The governor also said he had problems with specific provisions in the bill, such as the part making it illegal to publish the name of any gun owner. Not only does this prohibition violate the First Amendment, Nixon said, but also it could curtail local newspapers’ tradition of publishing “photos of proud young Missourians who harvest their first turkey or deer.”
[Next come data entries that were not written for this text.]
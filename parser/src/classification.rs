use serde::Serialize;
use strum_macros::{Display, EnumIter, EnumString};

/// Coarse category of a telemetry object, derived once from its `Type`
/// property when the object is first seen.
#[derive(
    Debug, Clone, Copy, PartialEq, Eq, Hash, PartialOrd, Ord, Serialize, Display, EnumString, EnumIter,
)]
pub enum ObjectClass {
    FixedWing,
    RotaryWing,
    Missile,
    Ground,
    Sea,
    Bullseye,
}

/// `Type` substrings, checked in order. The first hit wins.
const TYPE_TABLE: &[(&str, ObjectClass)] = &[
    ("FixedWing", ObjectClass::FixedWing),
    ("Rotorcraft", ObjectClass::RotaryWing),
    ("Missile", ObjectClass::Missile),
    ("Ground+Vehicle", ObjectClass::Ground),
    ("Watercraft", ObjectClass::Sea),
    ("Navaid+Static+Bullseye", ObjectClass::Bullseye),
];

impl ObjectClass {
    /// Classify a `Type` value such as `Air+FixedWing`. Objects matching
    /// nothing (weapons other than missiles, buildings, flares...) yield
    /// `None` and are not tracked.
    pub fn from_type_str(kind: &str) -> Option<ObjectClass> {
        TYPE_TABLE
            .iter()
            .find(|(needle, _)| kind.contains(needle))
            .map(|(_, class)| *class)
    }

    pub fn is_air(self) -> bool {
        matches!(self, ObjectClass::FixedWing | ObjectClass::RotaryWing)
    }

    pub fn is_reference_point(self) -> bool {
        self == ObjectClass::Bullseye
    }
}
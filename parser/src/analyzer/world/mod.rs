mod controller;
mod listener;
mod observer;

pub use controller::*;
pub use listener::*;
pub use observer::*;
Another official concerned with the legislation is Richard G. Callahan, the United States attorney for the Eastern District of Missouri. He says the law would make it impossible for joint law enforcement operations involving local, state and federal agents to work together to seize weapons from criminals.
All but one Republican in the Missouri House of Representatives voted for the bill. The lone GOP dissenter, Representative Jay Barnes, told The New York Times: “Our Constitution is not some cheap Chinese buffet where we get to pick the parts we like and ignore the rest.” He added, “Two centuries of constitutional jurisprudence shows that this bill is plainly unconstitutional, and I’m not going to violate my oath of office.”
To Learn More:
Gun Bill in Missouri Would Test Limits in Nullifying U.S. Law (by John Schwartz, New York Times)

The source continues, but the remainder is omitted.